I have a FreeNAS host running the following hardware:
C2750D4I 8-core atom motherboard
16GB ECC RAM
4x4TB WD RED

The 4x4TB is configured to provide an 8TB volume, and under that volume there are various NFS and CIFS shares, as well as an iSCSI.

I have an ESXi 6 host which uses the iSCSI as it's primary datastore for the disk images of the VMs, as well as a collection of linux physical hosts which mount the NFS shares, and windows laptops which mount the CIFS.

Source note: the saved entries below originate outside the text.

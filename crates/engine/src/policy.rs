use globset::{Glob, GlobSet, GlobSetBuilder};

/// Do-not-touch predicate: a directive whose identifier matches any
/// configured pattern is never a removal or splice candidate and is kept
/// verbatim wherever it appears.
#[derive(Debug, Clone, Default)]
pub struct KeepPolicy {
    set: Option<GlobSet>,
}

impl KeepPolicy {
    pub fn new(patterns: &[String]) -> std::result::Result<Self, globset::Error> {
        if patterns.is_empty() {
            return Ok(Self::default());
        }
        let mut builder = GlobSetBuilder::new();
        for pattern in patterns {
            builder.add(Glob::new(pattern)?);
        }
        Ok(Self {
            set: Some(builder.build()?),
        })
    }

    pub fn matches(&self, identifier: &str) -> bool {
        self.set.as_ref().is_some_and(|set| set.is_match(identifier))
    }
}
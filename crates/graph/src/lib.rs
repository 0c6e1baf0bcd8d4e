//! # incull-graph
//!
//! Dependency graph over source units.
//!
//! ```text
//! Project root
//!     │
//!     ├──> File Scanner (suffix allow-list, dotfiles skipped)
//!     │      └─> root-relative unit ids
//!     │
//!     └──> Unit Graph (petgraph arena)
//!            ├─ Nodes: parsed SourceUnits
//!            ├─ Edges: A -> B for every local directive of A resolving to B
//!            └─ Dependents of B: incoming neighbors of B
//! ```
//!
//! Every local directive must resolve to a known unit; an unresolved
//! reference is a fatal configuration error.

mod error;
mod graph;
mod scanner;

pub use error::{GraphError, Result};
pub use graph::UnitGraph;
pub use petgraph::graph::NodeIndex;
pub use scanner::FileScanner;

I see what looks to me as strange behavior on the iSCSI when data is written to the disk of any of the VMs (either linux or windows). As the data is written, there is a corresponding amount of data read (but less because it is being read across 4 disks). The data is coming from a dedicated disk in another machine on the network and not originating on the NFS shares, or anywhere on the FreeNAS host.

So - in short - my question is why is an iSCSI write generating so much read traffic on the disks? Is this normal? This behaviors seems to cause the system to write at only 400Mb/s, while it can read over iSCSI at 800Mb/s.

For NFS, read and write speeds are about equal at around 800Mb/s.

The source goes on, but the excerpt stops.